Activity
The lines to return are those below that contain the word "environment".

Task input
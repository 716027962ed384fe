use std::collections::BTreeMap;

use crate::model::{EnvMap, LoadReport};
use crate::variables::{EnvView, ProcessEnv};

/// Where loaded variables go, and what interpolation sees as the ambient
/// environment while they are resolved.
#[derive(Debug, Clone, PartialEq, Eq)]
pub struct TargetEnv {
    kind: Kind,
}

#[derive(Debug, Clone, PartialEq, Eq)]
enum Kind {
    /// Writes call [`std::env::set_var`].
    Process,
    Memory(BTreeMap<String, String>),
}

impl Default for TargetEnv {
    fn default() -> Self {
        Self::memory()
    }
}

impl TargetEnv {
    /// Target the live process environment.
    ///
    /// # Safety
    ///
    /// Applying values to this target mutates global process state. No other
    /// thread may read or write the environment while that happens.
    pub unsafe fn process() -> Self {
        Self {
            kind: Kind::Process,
        }
    }

    /// An empty map that never touches the process environment.
    pub fn memory() -> Self {
        Self::from_memory(BTreeMap::new())
    }

    pub fn from_memory(map: BTreeMap<String, String>) -> Self {
        Self {
            kind: Kind::Memory(map),
        }
    }

    /// In-memory copy of the current process environment. Non-UTF-8 names
    /// and values are converted lossily.
    pub fn snapshot_process() -> Self {
        let map = std::env::vars_os()
            .map(|(name, value)| {
                (
                    name.to_string_lossy().into_owned(),
                    value.to_string_lossy().into_owned(),
                )
            })
            .collect();
        Self::from_memory(map)
    }

    pub fn is_process(&self) -> bool {
        matches!(self.kind, Kind::Process)
    }

    pub fn as_memory(&self) -> Option<&BTreeMap<String, String>> {
        match &self.kind {
            Kind::Memory(map) => Some(map),
            Kind::Process => None,
        }
    }

    pub fn into_memory(self) -> Option<BTreeMap<String, String>> {
        match self.kind {
            Kind::Memory(map) => Some(map),
            Kind::Process => None,
        }
    }

    /// Write `values` in order. Names already present are left alone unless
    /// `override_existing` is set.
    pub(crate) fn apply(&mut self, values: EnvMap, override_existing: bool) -> LoadReport {
        let mut report = LoadReport::default();
        for (name, value) in values {
            if !override_existing && self.lookup(&name).is_some() {
                tracing::debug!(key = %name, "skipping existing key");
                report.skipped_existing += 1;
                continue;
            }
            self.set(&name, &value);
            report.loaded += 1;
        }
        report
    }

    fn set(&mut self, name: &str, value: &str) {
        match &mut self.kind {
            // SAFETY: whoever built a process target through `process()`
            // promised exclusive access to the environment.
            Kind::Process => unsafe { std::env::set_var(name, value) },
            Kind::Memory(map) => {
                map.insert(name.to_owned(), value.to_owned());
            }
        }
    }
}

impl EnvView for TargetEnv {
    fn lookup(&self, name: &str) -> Option<String> {
        match &self.kind {
            Kind::Process => ProcessEnv.lookup(name),
            Kind::Memory(map) => map.get(name).cloned(),
        }
    }
}

#[cfg(test)]
mod tests {
    use super::*;

    #[test]
    fn apply_skips_existing_names_without_override() {
        let mut target = TargetEnv::from_memory([("A".to_owned(), "old".to_owned())].into());
        let values: EnvMap = [("A", "new"), ("B", "1")].into_iter().collect();

        let report = target.apply(values.clone(), false);
        assert_eq!(report.loaded, 1);
        assert_eq!(report.skipped_existing, 1);
        assert_eq!(target.lookup("A").as_deref(), Some("old"));

        let report = target.apply(values, true);
        assert_eq!(report.loaded, 2);
        assert_eq!(target.lookup("A").as_deref(), Some("new"));
        assert!(!target.is_process());
    }

    #[test]
    fn process_target_has_no_memory_map() {
        // SAFETY: nothing is applied to this target.
        let target = unsafe { TargetEnv::process() };
        assert!(target.is_process());
        assert_eq!(target.into_memory(), None);
    }

    #[test]
    fn snapshot_is_detached_from_process() {
        let target = TargetEnv::snapshot_process();
        assert!(target.as_memory().is_some());
        assert_eq!(target.lookup("DOTENVKIT_SURELY_UNSET_NAME"), None);
        let map = target.into_memory().expect("memory target");
        assert!(!map.contains_key("DOTENVKIT_SURELY_UNSET_NAME"));
    }
}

Response to this exercise
/// environment while they are resolved.
    /// Target the live process environment.
    /// thread may read or write the environment while that happens.
    /// An empty map that never touches the process environment.
    /// In-memory copy of the current process environment. Non-UTF-8 names
            // promised exclusive access to the environment.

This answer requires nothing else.